The answer is probably, no but it is not as simple as that. First common sense dictates that it is impossible to state hard facts about the character and personality of all the cats of a single, specific breed. When you think about it, it has to be impractical to try and do that because individual cats have their own character. Also you’ll get differences between male and female cats and neutered and whole cats within a cat breed. However, many websites and books like to give an indication as to the character of cats of a breed because people who want to adopt like to know beforehand. Invariably there is a great deal of generalisation. It is a bit like the long range weather forecast.

Ginger tabby Maine Coon cat

Red Maine Coon “Reginald Rumford Rosenberg”

Understandably, the cat fancy likes to separate out the breeds in character as well as appearance. But breeders tend to breed for appearance and socialisation (acceptance of people and animals) and not character. Although a good breeding cat will have a nice character, will the character of the cats of one breed be that different to the character of cats of another breed? My conclusion is that they won’t be very different.

With that ‘warning’ out of the way, what do the books and websites say about the Maine Coon? This is where we encounter another problem! The desire to curl up on someone’s lap is a very specific behavioral trait. You might care for a cat that likes to sleep against you in bed but who rarely sleeps on your lap. Your cat might be very friendly and close to you (a really nice cat companion) but not be lap cat. What I am saying is that experts can’t say for sure whether cats of a cat breed will be lap cats. You can describe a cats of a breed as ‘docile’ or ‘loyal’ but not that they are lap cats!

O.K. What do the experts say? I don’t consider myself an expert but my view is that the Maine Coon is not known to be a lap cat.

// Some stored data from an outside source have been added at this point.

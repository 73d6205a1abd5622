//! # Inventory Client
//!
//! Thin typed wrapper over the inventory service's REST API.
//!
//! ## Request Flow
//! ```text
//! ┌─────────────────────────────────────────────────────────────────────────┐
//! │                         InventoryClient                                 │
//! │                                                                         │
//! │  Draft ──► validate (warehouse-core) ──► JSON body ──► reqwest ──►     │
//! │                                                                         │
//! │  ◄── status check ◄── response                                         │
//! │       2xx  → Ok (create reads `{"id": ..}` from the body)              │
//! │       else → ClientError::Status { operation, status }                 │
//! │                                                                         │
//! │  Endpoints                                                              │
//! │   POST/PUT/DELETE  api/zones[/{id}]                                     │
//! │   POST/PUT/DELETE  api/boxes[/{id}]                                     │
//! │   POST/PUT/DELETE  api/box_items[/{id}]                                 │
//! │   GET              api/check_product?box_id=..&barcode=..               │
//! │   GET              api/export_*                                         │
//! └─────────────────────────────────────────────────────────────────────────┘
//! ```
//!
//! Success is judged by status code only. Nothing is retried.

use chrono::{NaiveDate, Utc};
use reqwest::{RequestBuilder, Response};
use serde::{Deserialize, Serialize};
use tracing::{debug, info};
use url::Url;

use crate::config::{ApiSettings, ClientConfig};
use crate::error::{ClientError, ClientResult};
use crate::export::{ExportFile, ExportKind};
use warehouse_core::validation::{validate_entity_name, validate_product_name, validate_quantity};
use warehouse_core::{
    BoxDraft, BoxId, BoxUpdate, ItemDraft, ItemId, ItemUpdate, ProductInfo, ZoneDraft, ZoneId,
};

/// Body of `api/check_product`.
///
/// The service answers 200 with `exists: false` and an `error` message when
/// the lookup itself failed on its side.
#[derive(Debug, Clone, Default, PartialEq, Eq, Serialize, Deserialize)]
pub struct ProductCheck {
    pub exists: bool,
    #[serde(default)]
    pub product: Option<ProductInfo>,
    #[serde(default)]
    pub error: Option<String>,
}

impl ProductCheck {
    /// The product, when the service says it exists.
    pub fn found(self) -> Option<ProductInfo> {
        if self.exists {
            self.product
        } else {
            None
        }
    }
}

#[derive(Debug, Deserialize)]
struct Created {
    #[serde(default)]
    id: Option<i64>,
}

/// HTTP client for the inventory service.
#[derive(Debug, Clone)]
pub struct InventoryClient {
    http: reqwest::Client,
    base: Url,
}

impl InventoryClient {
    /// Builds a client for the given service.
    pub fn new(settings: &ApiSettings) -> ClientResult<Self> {
        let mut raw = settings.base_url.trim().to_string();
        if !raw.ends_with('/') {
            raw.push('/');
        }
        let base = Url::parse(&raw)?;

        let http = reqwest::Client::builder()
            .timeout(settings.timeout())
            .build()
            .map_err(|e| ClientError::InvalidConfig(e.to_string()))?;

        debug!(base = %base, timeout_secs = settings.timeout_secs, "Inventory client ready");
        Ok(InventoryClient { http, base })
    }

    pub fn from_config(config: &ClientConfig) -> ClientResult<Self> {
        Self::new(&config.api)
    }

    pub fn base_url(&self) -> &Url {
        &self.base
    }

    fn endpoint(&self, path: &str) -> ClientResult<Url> {
        Ok(self.base.join(path)?)
    }

    async fn send(&self, request: RequestBuilder, operation: &'static str) -> ClientResult<Response> {
        let response = request.send().await?;
        let status = response.status();
        if !status.is_success() {
            return Err(ClientError::Status {
                operation,
                status: status.as_u16(),
            });
        }
        Ok(response)
    }

    async fn create(&self, path: &str, body: &impl Serialize, operation: &'static str) -> ClientResult<i64> {
        let url = self.endpoint(path)?;
        let response = self.send(self.http.post(url).json(body), operation).await?;
        let created: Created = response.json().await?;
        created
            .id
            .ok_or_else(|| ClientError::Decode(format!("{}: response has no id", operation)))
    }

    async fn update(&self, path: &str, body: &impl Serialize, operation: &'static str) -> ClientResult<()> {
        let url = self.endpoint(path)?;
        self.send(self.http.put(url).json(body), operation).await?;
        Ok(())
    }

    async fn delete(&self, path: &str, operation: &'static str) -> ClientResult<()> {
        let url = self.endpoint(path)?;
        self.send(self.http.delete(url), operation).await?;
        Ok(())
    }

    // =========================================================================
    // Zones
    // =========================================================================

    pub async fn create_zone(&self, draft: &ZoneDraft) -> ClientResult<ZoneId> {
        validate_entity_name("zone name", &draft.name)?;
        let id = self.create("api/zones", draft, "save zone").await?;
        info!(zone_id = id, name = %draft.name, "Zone created");
        Ok(ZoneId(id))
    }

    pub async fn update_zone(&self, id: ZoneId, draft: &ZoneDraft) -> ClientResult<()> {
        validate_entity_name("zone name", &draft.name)?;
        self.update(&format!("api/zones/{}", id), draft, "save zone").await?;
        info!(zone_id = %id, "Zone updated");
        Ok(())
    }

    /// Deletes a zone. The service refuses zones that still hold boxes.
    pub async fn delete_zone(&self, id: ZoneId) -> ClientResult<()> {
        self.delete(&format!("api/zones/{}", id), "delete zone").await?;
        info!(zone_id = %id, "Zone deleted");
        Ok(())
    }

    // =========================================================================
    // Boxes
    // =========================================================================

    pub async fn create_box(&self, draft: &BoxDraft) -> ClientResult<BoxId> {
        validate_entity_name("box name", &draft.name)?;
        let id = self.create("api/boxes", draft, "save box").await?;
        info!(box_id = id, zone_id = %draft.zone_id, "Box created");
        Ok(BoxId(id))
    }

    pub async fn update_box(&self, id: BoxId, update: &BoxUpdate) -> ClientResult<()> {
        validate_entity_name("box name", &update.name)?;
        self.update(&format!("api/boxes/{}", id), update, "save box").await?;
        info!(box_id = %id, "Box updated");
        Ok(())
    }

    pub async fn delete_box(&self, id: BoxId) -> ClientResult<()> {
        self.delete(&format!("api/boxes/{}", id), "delete box").await?;
        info!(box_id = %id, "Box deleted");
        Ok(())
    }

    // =========================================================================
    // Items
    // =========================================================================

    /// Adds an item line. A barcode already present in the box is merged
    /// into the existing line by the service.
    pub async fn create_item(&self, draft: &ItemDraft) -> ClientResult<()> {
        validate_product_name(&draft.product_name)?;
        validate_quantity(draft.quantity)?;

        let url = self.endpoint("api/box_items")?;
        self.send(self.http.post(url).json(draft), "add item").await?;
        info!(
            box_id = %draft.box_id,
            barcode = draft.barcode.as_deref().unwrap_or(""),
            quantity = draft.quantity,
            "Item added"
        );
        Ok(())
    }

    pub async fn update_item(&self, id: ItemId, update: &ItemUpdate) -> ClientResult<()> {
        validate_product_name(&update.product_name)?;
        validate_quantity(update.quantity)?;
        self.update(&format!("api/box_items/{}", id), update, "save item").await?;
        info!(item_id = %id, quantity = update.quantity, "Item updated");
        Ok(())
    }

    pub async fn delete_item(&self, id: ItemId) -> ClientResult<()> {
        self.delete(&format!("api/box_items/{}", id), "delete item").await?;
        info!(item_id = %id, "Item deleted");
        Ok(())
    }

    // =========================================================================
    // Lookup
    // =========================================================================

    /// Asks whether `barcode` already has a line in the box.
    pub async fn check_product(&self, box_id: BoxId, barcode: &str) -> ClientResult<ProductCheck> {
        let mut url = self.endpoint("api/check_product")?;
        url.query_pairs_mut()
            .append_pair("box_id", &box_id.to_string())
            .append_pair("barcode", barcode);

        let response = self.send(self.http.get(url), "check product").await?;
        let check: ProductCheck = response.json().await?;
        debug!(box_id = %box_id, barcode, exists = check.exists, "Product checked");
        Ok(check)
    }

    // =========================================================================
    // Exports
    // =========================================================================

    /// Downloads a report, named with today's UTC date.
    pub async fn export(&self, kind: ExportKind) -> ClientResult<ExportFile> {
        self.export_on(kind, Utc::now().date_naive()).await
    }

    /// Downloads a report, naming it as if downloaded on `today`.
    pub async fn export_on(&self, kind: ExportKind, today: NaiveDate) -> ClientResult<ExportFile> {
        let mut url = self.endpoint(kind.path())?;
        for (key, value) in kind.query() {
            url.query_pairs_mut().append_pair(key, &value);
        }

        let response = self.send(self.http.get(url), kind.operation()).await?;
        let bytes = response.bytes().await?.to_vec();
        let file = ExportFile {
            file_name: kind.file_name(today),
            bytes,
        };
        info!(file = %file.file_name, bytes = file.bytes.len(), "Export downloaded");
        Ok(file)
    }
}

// =============================================================================
// Unit Tests
// =============================================================================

Gloria Stephens the author with the famous photographer Tetsu, of Legacy of the Cat (ISBN 0-8118-2910-3) says the Maine Coon is ‘relaxed and easy going’. A good start then and an indication that this popular breed could like a cosy lap. She writes that they are people orientated and good with children and dogs. They don’t demand attention and don’t necessarily like to be held. The Maine Coon forms close bonds with their human caretaker and like to be close to them. So there you have it. You make you mind up whether a Maine Coon is a lap cat. I sense not from this description.

Dr Fogle of The Encyclopedia of the Cat (ISBN 978-1-4053-2149-5) describes the Maine Coon as ‘strong and tranquil”. This cat is often described as a ‘gentle giant’. You will see that phrase used a lot on the internet. Perhaps the key phrase is that cats of this breed are ‘independent’ and he or she likes to do their own thing. This indicates a cat that is slightly unlikely to be a lap cat.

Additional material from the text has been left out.